◆ What you need to do ◆
All entries given below are to be returned word for word.

◆ Records from a data collection ◆
———
//! Exponential backoff for transient connection failures
//!
//! `RetryingClient` wraps any `CoordinationClient` and retries the idempotent
//! operations (children listing, watch registration, delete) while they fail
//! with `Connection`. Ephemeral-sequential creation is never retried: a
//! create whose reply was lost may still have produced a node, and a second
//! attempt would leave a duplicate in the queue.

use std::future::Future;
use std::sync::Arc;
use std::time::Duration;

use async_trait::async_trait;
use rand::Rng;
use tracing::warn;
use turnstile_common::RetrySettings;

use crate::client::CoordinationClient;
use crate::error::Result;
use crate::listener::{SessionListener, Watcher};
use crate::model::SessionId;

/// Upper bound on retries so the backoff shift cannot overflow
const MAX_RETRIES_LIMIT: u32 = 29;

/// Bounded exponential backoff with random jitter.
///
/// Sleep before retry `n` (zero-based) is `base_sleep * max(1, r)` where `r`
/// is drawn from `[0, 2^(n+1))`, capped at `max_sleep`.
#[derive(Clone, Copy, Debug, PartialEq, Eq)]
pub struct RetryPolicy {
    base_sleep: Duration,
    max_retries: u32,
    max_sleep: Duration,
}

impl RetryPolicy {
    pub fn new(base_sleep: Duration, max_retries: u32, max_sleep: Duration) -> Self {
        let max_retries = if max_retries > MAX_RETRIES_LIMIT {
            warn!(
                "max_retries too large ({}), clamping to {}",
                max_retries, MAX_RETRIES_LIMIT
            );
            MAX_RETRIES_LIMIT
        } else {
            max_retries
        };
        Self {
            base_sleep,
            max_retries,
            max_sleep,
        }
    }

    pub fn from_settings(settings: &RetrySettings) -> Self {
        Self::new(
            settings.base_sleep(),
            settings.max_retries,
            settings.max_sleep(),
        )
    }

    /// A policy that never retries
    pub fn none() -> Self {
        Self::new(Duration::ZERO, 0, Duration::ZERO)
    }

    pub fn max_retries(&self) -> u32 {
        self.max_retries
    }

    /// Whether another attempt is allowed after `retry_count` retries.
    pub fn allows_retry(&self, retry_count: u32) -> bool {
        retry_count < self.max_retries
    }

    pub fn sleep_for(&self, retry_count: u32) -> Duration {
        let shift = retry_count.min(MAX_RETRIES_LIMIT) + 1;
        let factor = rand::rng().random_range(0..(1u64 << shift)).max(1);
        let sleep = self
            .base_sleep
            .checked_mul(u32::try_from(factor).unwrap_or(u32::MAX))
            .unwrap_or(self.max_sleep);
        sleep.min(self.max_sleep)
    }

    /// Run `op` until it succeeds, fails with a non-connection error, or the
    /// retries are exhausted.
    pub async fn run<T, F, Fut>(&self, what: &str, mut op: F) -> Result<T>
    where
        F: FnMut() -> Fut,
        Fut: Future<Output = Result<T>>,
    {
        let mut retry_count = 0;
        loop {
            match op().await {
                Err(e) if e.is_connection() && self.allows_retry(retry_count) => {
                    let sleep = self.sleep_for(retry_count);
                    warn!(
                        "{} failed: {}, retrying in {:?} ({}/{})",
                        what,
                        e,
                        sleep,
                        retry_count + 1,
                        self.max_retries
                    );
                    tokio::time::sleep(sleep).await;
                    retry_count += 1;
                }
                result => return result,
            }
        }
    }
}

impl Default for RetryPolicy {
    fn default() -> Self {
        Self::from_settings(&RetrySettings::default())
    }
}

/// A coordination client that retries idempotent operations on connection loss.
pub struct RetryingClient<C> {
    inner: C,
    policy: RetryPolicy,
}

impl<C> RetryingClient<C>
where
    C: CoordinationClient,
{
    pub fn new(inner: C, policy: RetryPolicy) -> Self {
        Self { inner, policy }
    }

    pub fn inner(&self) -> &C {
        &self.inner
    }

    pub fn policy(&self) -> &RetryPolicy {
        &self.policy
    }
}

#[async_trait]
impl<C> CoordinationClient for RetryingClient<C>
where
    C: CoordinationClient,
{
    fn session_id(&self) -> SessionId {
        self.inner.session_id()
    }

    async fn create_ephemeral_sequential(&self, path_prefix: &str) -> Result<String> {
        self.inner.create_ephemeral_sequential(path_prefix).await
    }

    async fn list_children(&self, root: &str) -> Result<Vec<String>> {
        self.policy
            .run("list_children", || self.inner.list_children(root))
            .await
    }

    async fn watch_on_delete(&self, path: &str, watcher: Arc<dyn Watcher>) -> Result<()> {
        self.policy
            .run("watch_on_delete", || {
                self.inner.watch_on_delete(path, watcher.clone())
            })
            .await
    }

    // Cleanup after a finished wait; a failure only leaves an inactive watch behind.
    async fn remove_watch(&self, path: &str, watcher: &Arc<dyn Watcher>) -> Result<bool> {
        self.inner.remove_watch(path, watcher).await
    }

    async fn delete(&self, path: &str) -> Result<()> {
        self.policy.run("delete", || self.inner.delete(path)).await
    }

    fn subscribe_session_events(&self, listener: Arc<dyn SessionListener>) {
        self.inner.subscribe_session_events(listener)
    }
}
———
◆ Your solution ◆
//! Exponential backoff for transient connection failures
//!
//! `RetryingClient` wraps any `CoordinationClient` and retries the idempotent
//! operations (children listing, watch registration, delete) while they fail
//! with `Connection`. Ephemeral-sequential creation is never retried: a
//! create whose reply was lost may still have produced a node, and a second
//! attempt would leave a duplicate in the queue.

use std::future::Future;
use std::sync::Arc;
use std::time::Duration;

use async_trait::async_trait;
use rand::Rng;
use tracing::warn;
use turnstile_common::RetrySettings;

use crate::client::CoordinationClient;
use crate::error::Result;
use crate::listener::{SessionListener, Watcher};
use crate::model::SessionId;

/// Upper bound on retries so the backoff shift cannot overflow
const MAX_RETRIES_LIMIT: u32 = 29;

/// Bounded exponential backoff with random jitter.
///
/// Sleep before retry `n` (zero-based) is `base_sleep * max(1, r)` where `r`
/// is drawn from `[0, 2^(n+1))`, capped at `max_sleep`.
#[derive(Clone, Copy, Debug, PartialEq, Eq)]
pub struct RetryPolicy {
    base_sleep: Duration,
    max_retries: u32,
    max_sleep: Duration,
}

impl RetryPolicy {
    pub fn new(base_sleep: Duration, max_retries: u32, max_sleep: Duration) -> Self {
        let max_retries = if max_retries > MAX_RETRIES_LIMIT {
            warn!(
                "max_retries too large ({}), clamping to {}",
                max_retries, MAX_RETRIES_LIMIT
            );
            MAX_RETRIES_LIMIT
        } else {
            max_retries
        };
        Self {
            base_sleep,
            max_retries,
            max_sleep,
        }
    }

    pub fn from_settings(settings: &RetrySettings) -> Self {
        Self::new(
            settings.base_sleep(),
            settings.max_retries,
            settings.max_sleep(),
        )
    }

    /// A policy that never retries
    pub fn none() -> Self {
        Self::new(Duration::ZERO, 0, Duration::ZERO)
    }

    pub fn max_retries(&self) -> u32 {
        self.max_retries
    }

    /// Whether another attempt is allowed after `retry_count` retries.
    pub fn allows_retry(&self, retry_count: u32) -> bool {
        retry_count < self.max_retries
    }

    pub fn sleep_for(&self, retry_count: u32) -> Duration {
        let shift = retry_count.min(MAX_RETRIES_LIMIT) + 1;
        let factor = rand::rng().random_range(0..(1u64 << shift)).max(1);
        let sleep = self
            .base_sleep
            .checked_mul(u32::try_from(factor).unwrap_or(u32::MAX))
            .unwrap_or(self.max_sleep);
        sleep.min(self.max_sleep)
    }

    /// Run `op` until it succeeds, fails with a non-connection error, or the
    /// retries are exhausted.
    pub async fn run<T, F, Fut>(&self, what: &str, mut op: F) -> Result<T>
    where
        F: FnMut() -> Fut,
        Fut: Future<Output = Result<T>>,
    {
        let mut retry_count = 0;
        loop {
            match op().await {
                Err(e) if e.is_connection() && self.allows_retry(retry_count) => {
                    let sleep = self.sleep_for(retry_count);
                    warn!(
                        "{} failed: {}, retrying in {:?} ({}/{})",
                        what,
                        e,
                        sleep,
                        retry_count + 1,
                        self.max_retries
                    );
                    tokio::time::sleep(sleep).await;
                    retry_count += 1;
                }
                result => return result,
            }
        }
    }
}

impl Default for RetryPolicy {
    fn default() -> Self {
        Self::from_settings(&RetrySettings::default())
    }
}

/// A coordination client that retries idempotent operations on connection loss.
pub struct RetryingClient<C> {
    inner: C,
    policy: RetryPolicy,
}

impl<C> RetryingClient<C>
where
    C: CoordinationClient,
{
    pub fn new(inner: C, policy: RetryPolicy) -> Self {
        Self { inner, policy }
    }

    pub fn inner(&self) -> &C {
        &self.inner
    }

    pub fn policy(&self) -> &RetryPolicy {
        &self.policy
    }
}

#[async_trait]
impl<C> CoordinationClient for RetryingClient<C>
where
    C: CoordinationClient,
{
    fn session_id(&self) -> SessionId {
        self.inner.session_id()
    }

    async fn create_ephemeral_sequential(&self, path_prefix: &str) -> Result<String> {
        self.inner.create_ephemeral_sequential(path_prefix).await
    }

    async fn list_children(&self, root: &str) -> Result<Vec<String>> {
        self.policy
            .run("list_children", || self.inner.list_children(root))
            .await
    }

    async fn watch_on_delete(&self, path: &str, watcher: Arc<dyn Watcher>) -> Result<()> {
        self.policy
            .run("watch_on_delete", || {
                self.inner.watch_on_delete(path, watcher.clone())
            })
            .await
    }

    // Cleanup after a finished wait; a failure only leaves an inactive watch behind.
    async fn remove_watch(&self, path: &str, watcher: &Arc<dyn Watcher>) -> Result<bool> {
        self.inner.remove_watch(path, watcher).await
    }

    async fn delete(&self, path: &str) -> Result<()> {
        self.policy.run("delete", || self.inner.delete(path)).await
    }

    fn subscribe_session_events(&self, listener: Arc<dyn SessionListener>) {
        self.inner.subscribe_session_events(listener)
    }
}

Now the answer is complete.